Menteri Keuangan (Menkeu), Sri Mulyani menerangkan, keberhasilan Indonesia naik kelas menjadi UMIC, merupakan bukti dari menguatnya pertumbuhan ekonomi.

“Ya kalau Indonesia makin baik ekonominya, dan salah satu indikatornya menunjukkan pertumbuhan ekonomi yang kemudian diterjemahkan dengan kenaikan income per kapita itu berarti kemajuan, progres, bagus,” kata Sri Mulyani di Gedung DPR, Jakarta, Selasa (4/7/2023).

Namun, Sri Mulyani justru khawatir akan semakin sulit mendapatkan utang berbunga murah, dampak kenaikan klasifikasi pendapatan per kapita. Namun demikian, investor dan pemegang surat berharga negara, semakin yakin untuk menggelontorkan dananya ke Indonesia.

Kenaikan klasifikasi ini justru semakin meyakinkan mereka bahwa kinerja ekonomi Indonesia, semakin bagus. Indonesia bak gula-gula yang menjadi rebutan para semut. Investor tentunya beroritentasi ekonomi. Duitnya aman dan cuan.

“Kalau dari sisi pembiayaan setahu saya nggak ada pengaruhnya, kayak kemarin umpamanya saya ketemu banyak investor dan bond holder mereka sangat punya appetite ya keinginan dan bahkan berharap Indonesia itu menjadi salah satu negara yang kinerja ekonominya bagus, APBN-nya bagus,” beber Sri Mulyani.

Selain bunga utang yang semakin menjulang, tantangan yang memberatkan Indonesia adalah ketimpangan ekonomi. Ini masalah klasik yang semakin menjadi-jadi di era kini.

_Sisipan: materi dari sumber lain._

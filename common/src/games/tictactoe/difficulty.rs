use crate::games::MoveRng;
use super::board::Board;
use super::bot_controller::{search, FULL_DEPTH};
use super::types::{Difficulty, Mark};

pub const MEDIUM_RANDOM_CHANCE: f64 = 0.3;
pub const MEDIUM_DEPTH: u32 = 3;

/// Corners and centre, equally weighted, for the hard bot's opening.
pub const OPENING_MOVES: [usize; 5] = [0, 2, 4, 6, 8];

/// Picks a move for `mark` on `board` according to `difficulty`.
///
/// Returns `None` only when the board has no empty cell. The returned index is always empty.
pub fn calculate_move(
    difficulty: Difficulty,
    board: &Board,
    mark: Mark,
    rng: &mut impl MoveRng,
) -> Option<usize> {
    let available_moves = board.available_moves();
    if available_moves.is_empty() {
        return None;
    }

    match difficulty {
        Difficulty::Easy => Some(random_move(&available_moves, rng)),
        Difficulty::Medium => {
            if rng.chance(MEDIUM_RANDOM_CHANCE) {
                Some(random_move(&available_moves, rng))
            } else {
                Some(searched_move(board, MEDIUM_DEPTH, mark, &available_moves))
            }
        }
        Difficulty::Hard => {
            if board.is_empty() {
                Some(OPENING_MOVES[rng.random_index(OPENING_MOVES.len())])
            } else {
                Some(searched_move(board, FULL_DEPTH, mark, &available_moves))
            }
        }
    }
}

fn random_move(available_moves: &[usize], rng: &mut impl MoveRng) -> usize {
    available_moves[rng.random_index(available_moves.len())]
}

fn searched_move(board: &Board, depth_limit: u32, mark: Mark, available_moves: &[usize]) -> usize {
    search(board, depth_limit, mark)
        .best_move
        .filter(|index| board.is_cell_empty(*index))
        .unwrap_or(available_moves[0])
}
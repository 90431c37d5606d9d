use thiserror::Error;

#[derive(Error, Debug, Clone, PartialEq, Eq)]
pub enum GameError {
    #[error("invalid move: cell {index} is out of range or already occupied")]
    InvalidMove { index: usize },

    #[error("malformed persisted state: {0}")]
    MalformedPersistedState(String),

    #[error("storage error: {0}")]
    Storage(String),
}

pub type GameResult<T> = Result<T, GameError>;
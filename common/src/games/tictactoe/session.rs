use std::sync::{Arc, Mutex, MutexGuard};
use std::time::Duration;
use tokio::runtime::Handle;
use tokio::task::JoinHandle;

use crate::games::{GameBroadcaster, SessionRng};
use crate::{log_debug, log_error, log_warn};
use super::audio::{AudioSink, SoundCue};
use super::difficulty::calculate_move;
use super::game_state::TicTacToeGameState;
use super::storage::{PersistedState, ScoreStore};
use super::types::{Difficulty, GameStatus, Player};

pub const DEFAULT_THINK_DELAY: Duration = Duration::from_millis(500);

#[derive(Debug, Clone)]
pub struct SessionSettings {
    pub think_delay: Duration,
    pub seed: Option<u64>,
}

impl Default for SessionSettings {
    fn default() -> Self {
        Self {
            think_delay: DEFAULT_THINK_DELAY,
            seed: None,
        }
    }
}

struct SessionInner {
    state: TicTacToeGameState,
    rng: SessionRng,
    // Bumped on every board reset; an AI task only applies its move if it still matches.
    generation: u64,
}

struct SessionServices {
    store: Box<dyn ScoreStore>,
    audio: Box<dyn AudioSink>,
    broadcaster: Box<dyn GameBroadcaster<TicTacToeGameState>>,
}

impl SessionServices {
    /// Called with the session lock held so stored state follows the order of transitions.
    fn persist(&self, before: PersistedState, state: &TicTacToeGameState) {
        let after = persisted(state);
        if after != before {
            self.store.save(&after);
        }
    }

    fn notify(&self, state: &TicTacToeGameState) {
        self.broadcaster.broadcast_state(state);
        if state.is_game_over() {
            self.broadcaster.broadcast_game_over(state);
        }
    }

    fn play_outcome(&self, state: &TicTacToeGameState) {
        let cue = match state.status() {
            GameStatus::Won(Player::Human) => SoundCue::Win,
            GameStatus::Won(Player::Ai) => SoundCue::Loss,
            GameStatus::Draw => SoundCue::Draw,
            GameStatus::InProgress => return,
        };
        self.audio.play(cue);
    }
}
use common::games::tictactoe::{AudioSink, SoundCue};
use common::log_debug;
use std::io::Write;

/// Terminal bell on game end; moves are only logged.
pub struct BellAudio;

impl AudioSink for BellAudio {
    fn play(&self, cue: SoundCue) {
        log_debug!("Sound cue: {:?}", cue);
        if cue != SoundCue::Move {
            let mut stdout = std::io::stdout();
            let _ = stdout.write_all(b"\x07").and_then(|_| stdout.flush());
        }
    }
}
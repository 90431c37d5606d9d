mod broadcaster;
mod session_rng;

pub mod tictactoe;

pub use broadcaster::{GameBroadcaster, NoopBroadcaster};
pub use session_rng::{MoveRng, SessionRng};
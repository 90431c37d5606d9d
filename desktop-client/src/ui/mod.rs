mod app;
mod board;

pub use app::TicTacToeApp;
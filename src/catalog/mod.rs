//! Operation catalog for Freshservice tools.
//!
//! The catalog is the single source of truth for which operations exist, what
//! arguments they accept, and how each maps onto an upstream endpoint.
//!
//! # Key Types
//!
//! - [`OperationCatalog`] - Immutable registry of operations keyed by name
//! - [`OperationDescriptor`] - Declarative description of a single operation
//! - [`ArgumentSpec`] - Argument schema entry with type and request location
//!
//! # Examples
//!
//! ```rust
//! use freshservice_mcp::catalog::OperationCatalog;
//!
//! # fn main() -> Result<(), Box<dyn std::error::Error>> {
//! let catalog = OperationCatalog::freshservice()?;
//! let descriptor = catalog.lookup("get_ticket")?;
//! assert_eq!(descriptor.endpoint.path, "/tickets/{ticket_id}");
//! # Ok(())
//! # }
//! ```

pub mod builtin;
pub mod registry;
pub mod types;
pub mod validation;

pub use registry::OperationCatalog;
pub use types::{
    ArgumentConstraint, ArgumentLocation, ArgumentSpec, ArgumentType, Cardinality,
    EndpointTemplate, EnumVariant, FanOut, FieldKind, FieldMatch, NextPageSignal,
    OperationBuilder, OperationDescriptor, PaginationPolicy, PortalLink, ResponseField,
    ResponseShape,
};
pub use validation::{ValidatedArguments, validate_arguments};
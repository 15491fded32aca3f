//! Result and error envelopes returned for every invocation.

use crate::error::{AdapterError, ErrorKind};
use serde::Serialize;
use serde_json::{Map, Value, json};

/// Bookkeeping attached to every envelope.
#[derive(Debug, Clone, PartialEq, Serialize)]
pub struct InvocationMetadata {
    pub operation: String,
    pub request_id: String,
    #[serde(skip_serializing_if = "Option::is_none")]
    pub item_count: Option<usize>,
    #[serde(skip_serializing_if = "Option::is_none")]
    pub pages_fetched: Option<usize>,
    /// Set when a walk stopped at its page cap with more data upstream
    #[serde(skip_serializing_if = "std::ops::Not::not")]
    pub truncated: bool,
    pub elapsed_ms: u64,
}

impl InvocationMetadata {
    pub fn new(operation: impl Into<String>, request_id: impl Into<String>) -> Self {
        Self {
            operation: operation.into(),
            request_id: request_id.into(),
            item_count: None,
            pages_fetched: None,
            truncated: false,
            elapsed_ms: 0,
        }
    }
}

/// Successful invocation.
#[derive(Debug, Clone, PartialEq, Serialize)]
pub struct ResultEnvelope {
    pub success: bool,
    pub data: Value,
    /// Page to request next in single-page mode
    #[serde(skip_serializing_if = "Option::is_none")]
    pub next_page: Option<u64>,
    pub metadata: InvocationMetadata,
}

/// Failed invocation.
#[derive(Debug, Clone, PartialEq, Serialize)]
pub struct ErrorEnvelope {
    pub success: bool,
    pub kind: ErrorKind,
    pub message: String,
    pub retriable: bool,
    #[serde(skip_serializing_if = "Option::is_none")]
    pub details: Option<Value>,
    pub metadata: InvocationMetadata,
}

impl ErrorEnvelope {
    /// Describe `error`, surfacing the offending field or upstream status and body.
    pub fn from_error(error: &AdapterError, metadata: InvocationMetadata) -> Self {
        let mut details = Map::new();
        if let AdapterError::InvalidArgument(validation) = error {
            if let Some(field) = validation.field() {
                details.insert("field".into(), json!(field));
            }
        }
        if let Some(status) = error.upstream_status() {
            details.insert("status".into(), json!(status));
        }
        if let Some(body) = error.upstream_body() {
            details.insert("upstream_body".into(), body.clone());
        }
        if let AdapterError::UpstreamRateLimited {
            retry_after: Some(delay),
            ..
        } = error
        {
            details.insert("retry_after_secs".into(), json!(delay.as_secs()));
        }

        Self {
            success: false,
            kind: error.kind(),
            message: error.to_string(),
            retriable: error.is_retriable(),
            details: (!details.is_empty()).then_some(Value::Object(details)),
            metadata,
        }
    }

    /// Attach items relayed before a walk failed.
    pub fn with_partial_items(mut self, items: Vec<Value>) -> Self {
        let mut details = match self.details.take() {
            Some(Value::Object(map)) => map,
            _ => Map::new(),
        };
        details.insert("partial_item_count".into(), json!(items.len()));
        details.insert("partial_items".into(), Value::Array(items));
        self.details = Some(Value::Object(details));
        self
    }
}

/// Outcome of a single invocation.
#[derive(Debug, Clone, PartialEq, Serialize)]
#[serde(untagged)]
pub enum Envelope {
    Success(ResultEnvelope),
    Failure(ErrorEnvelope),
}

impl Envelope {
    pub fn is_success(&self) -> bool {
        matches!(self, Envelope::Success(_))
    }

    pub fn metadata(&self) -> &InvocationMetadata {
        match self {
            Envelope::Success(result) => &result.metadata,
            Envelope::Failure(error) => &error.metadata,
        }
    }

    pub fn as_result(&self) -> Option<&ResultEnvelope> {
        match self {
            Envelope::Success(result) => Some(result),
            Envelope::Failure(_) => None,
        }
    }

    pub fn as_error(&self) -> Option<&ErrorEnvelope> {
        match self {
            Envelope::Success(_) => None,
            Envelope::Failure(error) => Some(error),
        }
    }

    pub fn to_json(&self) -> Value {
        serde_json::to_value(self).unwrap_or_else(|error| {
            json!({
                "success": false,
                "kind": ErrorKind::InvalidResponse,
                "message": format!("envelope serialization failed: {error}"),
                "retriable": false,
            })
        })
    }
}
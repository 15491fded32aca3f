//! Authenticated upstream client with retry and rate governance.

use super::retry::RetryPolicy;
use super::transport::{Transport, TransportError};
use super::types::{UpstreamRequest, UpstreamResponse};
use crate::config::AdapterConfig;
use crate::error::{AdapterError, AdapterResult};
use crate::governor::Governor;
use log::{debug, warn};
use std::sync::Arc;
use std::sync::atomic::{AtomicU64, Ordering};
use std::time::Duration;
use tokio::time::{Instant, sleep, timeout_at};

/// Executes upstream requests on behalf of invocations.
///
/// Every attempt, retries included, passes through the shared [`Governor`]. Statuses
/// listed in the [`RetryPolicy`] and transport failures are retried with
/// exponential backoff; any other response, successful or not, is returned to the
/// caller for classification.
#[derive(Debug)]
pub struct UpstreamClient<T: Transport> {
    transport: T,
    api_root: String,
    authorization: String,
    request_timeout: Duration,
    retry: RetryPolicy,
    governor: Arc<Governor>,
    attempts: AtomicU64,
}

impl<T: Transport> UpstreamClient<T> {
    pub fn new(transport: T, config: &AdapterConfig, governor: Arc<Governor>) -> Self {
        Self {
            transport,
            api_root: config.api_root(),
            authorization: config.credential.authorization_header(),
            request_timeout: config.request_timeout,
            retry: config.retry_policy(),
            governor,
            attempts: AtomicU64::new(0),
        }
    }

    pub fn with_retry_policy(mut self, retry: RetryPolicy) -> Self {
        self.retry = retry;
        self
    }

    pub fn retry_policy(&self) -> &RetryPolicy {
        &self.retry
    }

    pub fn governor(&self) -> &Governor {
        &self.governor
    }

    pub fn transport(&self) -> &T {
        &self.transport
    }

    pub fn api_root(&self) -> &str {
        &self.api_root
    }

    /// Total HTTP attempts made through this client.
    pub fn attempts_made(&self) -> u64 {
        self.attempts.load(Ordering::Relaxed)
    }

    /// Execute `request`, retrying transient failures until `deadline`.
    ///
    /// Returns the response for any non-retried status. Exhausting the attempt cap
    /// yields [`AdapterError::UpstreamRateLimited`], a non-retriable
    /// [`AdapterError::UpstreamServerError`] or a non-retriable
    /// [`AdapterError::TransportFailure`]. Running out of time before the cap leaves
    /// the last failure marked retriable.
    pub async fn execute(
        &self,
        mut request: UpstreamRequest,
        deadline: Instant,
    ) -> AdapterResult<UpstreamResponse> {
        request.set_header("Authorization", self.authorization.as_str());
        request.set_header("Accept", "application/json");
        if request.body.is_some() {
            request.set_header("Content-Type", "application/json");
        }

        let mut attempt: u32 = 0;
        loop {
            attempt += 1;
            let permit = self.governor.acquire(deadline).await?;

            let remaining = deadline.saturating_duration_since(Instant::now());
            if remaining.is_zero() {
                return Err(AdapterError::deadline_exceeded("upstream request"));
            }
            let timeout = self.request_timeout.min(remaining);

            self.attempts.fetch_add(1, Ordering::Relaxed);
            debug!(
                "Upstream {} {} (attempt {}/{})",
                request.method, request.path, attempt, self.retry.max_attempts
            );
            let outcome = timeout_at(
                deadline,
                self.transport.send(&self.api_root, &request, timeout),
            )
            .await
            .map_err(|_| AdapterError::deadline_exceeded("upstream request"))?;
            self.governor.release(permit);

            let (failure, hint) = match outcome {
                Ok(response) => {
                    self.governor.record(&response.headers);
                    if response.is_success() || !self.retry.should_retry_status(response.status)
                    {
                        debug!(
                            "Upstream {} {} answered {}",
                            request.method, request.path, response.status
                        );
                        return Ok(response);
                    }
                    let hint = response.retry_after();
                    (Failure::Status(response), hint)
                }
                Err(error) => (Failure::Transport(error), None),
            };

            if attempt >= self.retry.max_attempts {
                warn!(
                    "Upstream {} {} failed after {} attempt(s): {}",
                    request.method,
                    request.path,
                    attempt,
                    failure.describe()
                );
                return Err(failure.into_error(attempt, false));
            }

            let delay = self.retry.next_delay(attempt, hint);
            if delay >= deadline.saturating_duration_since(Instant::now()) {
                warn!(
                    "Upstream {} {} not retried: backoff of {:?} exceeds deadline",
                    request.method, request.path, delay
                );
                return Err(failure.into_error(attempt, true));
            }
            warn!(
                "Upstream {} {} failed ({}), retrying in {:?}",
                request.method,
                request.path,
                failure.describe(),
                delay
            );
            sleep(delay).await;
        }
    }
}

enum Failure {
    Status(UpstreamResponse),
    Transport(TransportError),
}

impl Failure {
    fn describe(&self) -> String {
        match self {
            Failure::Status(response) => format!("HTTP {}", response.status),
            Failure::Transport(error) => error.to_string(),
        }
    }

    fn into_error(self, attempts: u32, retriable: bool) -> AdapterError {
        match self {
            Failure::Status(response) if response.status == 429 => {
                AdapterError::UpstreamRateLimited {
                    attempts,
                    retry_after: response.retry_after(),
                }
            }
            Failure::Status(response) => AdapterError::UpstreamServerError {
                status: response.status,
                attempts,
                retriable,
                body: Some(response.body).filter(|body| !body.is_null()),
            },
            Failure::Transport(error) => AdapterError::TransportFailure {
                message: error.to_string(),
                attempts,
                retriable,
            },
        }
    }
}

Berdasarkan laporan Bank Dunia bertajuk World Inequality Report 2022, kelompok 50 persen rakyat miskin (terbawah) hanya memiliki 5,46 persen dari total kekayaan ekonomi Indonesia pada 2021. Lebih buruk dibanding dua dekade sebelumnya yakni 2001 yang porsi ekonominya 5,86 persen.

Di sisi lain, pada 2021, sebanyak 10 persen penduduk terkaya di Indonesia, menguasai 60,2 persen perekonomian nasional. Naik dibandingkan 2001 sebesar 57,44 persen.

Ketimpangan pendapatan yang cukup menyedihkan di mana 50 persen kelompok terbawah penghasilannya hanya Rp22,6 juta per tahun, pada 2021. Sebaliknya, kelompok tajir yang 10 persen itu, berpendapatan Rp285,07 juta per tahun.

Artinya, pendapatan 1 orang dari kelas ekonomi atas nilainya 19 kali lipat ketimbang orang miskin di Indonesia. Benar kata Bhima, jangan bangga dulu. Karena, ketimpangan ekonomi di Indonesia lebih buruk di 127 negara lain.

Jadi status Indonesia sebagai negara berpenghasilan menengah ke atas itu buat siapa? Tentu saja bukan untuk 50 persen, atau mayoritas penduduk Indonesia yang sampai detik ini masih miskin. Nah, Anda termasuk yang mana?